--- START ---
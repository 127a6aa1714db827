/// When in the bridge lifetime an error can occur.
#[derive(Debug, Clone, Copy, PartialEq, Eq)]
pub enum Phase {
    /// Raised while starting; nothing is running yet.
    Setup,
    /// Raised by a subsystem callback after startup.
    Runtime,
}

#[derive(Debug, thiserror::Error)]
pub enum BridgeError {
    #[error("invalid configuration: {0}")]
    Config(String),

    #[error("unable to start a JACK server: {0}")]
    GraphSpawn(String),

    #[error("unable to connect to the JACK server: {0}")]
    GraphConnect(String),

    #[error("unable to register JACK port {port}: {reason}")]
    PortRegistration { port: String, reason: String },

    #[error("unable to activate the JACK client: {0}")]
    GraphActivate(String),

    #[error("unable to allocate a {bytes} byte ring buffer")]
    RingAllocation { bytes: usize },

    #[error("{what}: {reason}")]
    StreamingSetup { what: &'static str, reason: String },

    #[error("PulseAudio connection failed: {0}")]
    StreamingFailed(String),

    #[error("PulseAudio {role} stream failed: {reason}")]
    StreamFailed { role: &'static str, reason: String },

    #[error("unable to query PulseAudio sink information: {0}")]
    SinkQuery(String),

    #[error("JACK server shut the client down: {0}")]
    GraphShutdown(String),
}

impl BridgeError {
    pub fn streaming_setup(what: &'static str, reason: impl std::fmt::Display) -> Self {
        Self::StreamingSetup {
            what,
            reason: reason.to_string(),
        }
    }

    pub fn phase(&self) -> Phase {
        match self {
            Self::Config(_)
            | Self::GraphSpawn(_)
            | Self::GraphConnect(_)
            | Self::PortRegistration { .. }
            | Self::GraphActivate(_)
            | Self::RingAllocation { .. }
            | Self::StreamingSetup { .. } => Phase::Setup,
            Self::StreamingFailed(_)
            | Self::StreamFailed { .. }
            | Self::SinkQuery(_)
            | Self::GraphShutdown(_) => Phase::Runtime,
        }
    }
}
--- END ---
What you will do — Using only the listing above, restate exactly the lines from the line containing "to connect to" through the line containing "Self::StreamingFailed(_)", both included.

Answer below —
    #[error("unable to connect to the JACK server: {0}")]
    GraphConnect(String),

    #[error("unable to register JACK port {port}: {reason}")]
    PortRegistration { port: String, reason: String },

    #[error("unable to activate the JACK client: {0}")]
    GraphActivate(String),

    #[error("unable to allocate a {bytes} byte ring buffer")]
    RingAllocation { bytes: usize },

    #[error("{what}: {reason}")]
    StreamingSetup { what: &'static str, reason: String },

    #[error("PulseAudio connection failed: {0}")]
    StreamingFailed(String),

    #[error("PulseAudio {role} stream failed: {reason}")]
    StreamFailed { role: &'static str, reason: String },

    #[error("unable to query PulseAudio sink information: {0}")]
    SinkQuery(String),

    #[error("JACK server shut the client down: {0}")]
    GraphShutdown(String),
}

impl BridgeError {
    pub fn streaming_setup(what: &'static str, reason: impl std::fmt::Display) -> Self {
        Self::StreamingSetup {
            what,
            reason: reason.to_string(),
        }
    }

    pub fn phase(&self) -> Phase {
        match self {
            Self::Config(_)
            | Self::GraphSpawn(_)
            | Self::GraphConnect(_)
            | Self::PortRegistration { .. }
            | Self::GraphActivate(_)
            | Self::RingAllocation { .. }
            | Self::StreamingSetup { .. } => Phase::Setup,
            Self::StreamingFailed(_)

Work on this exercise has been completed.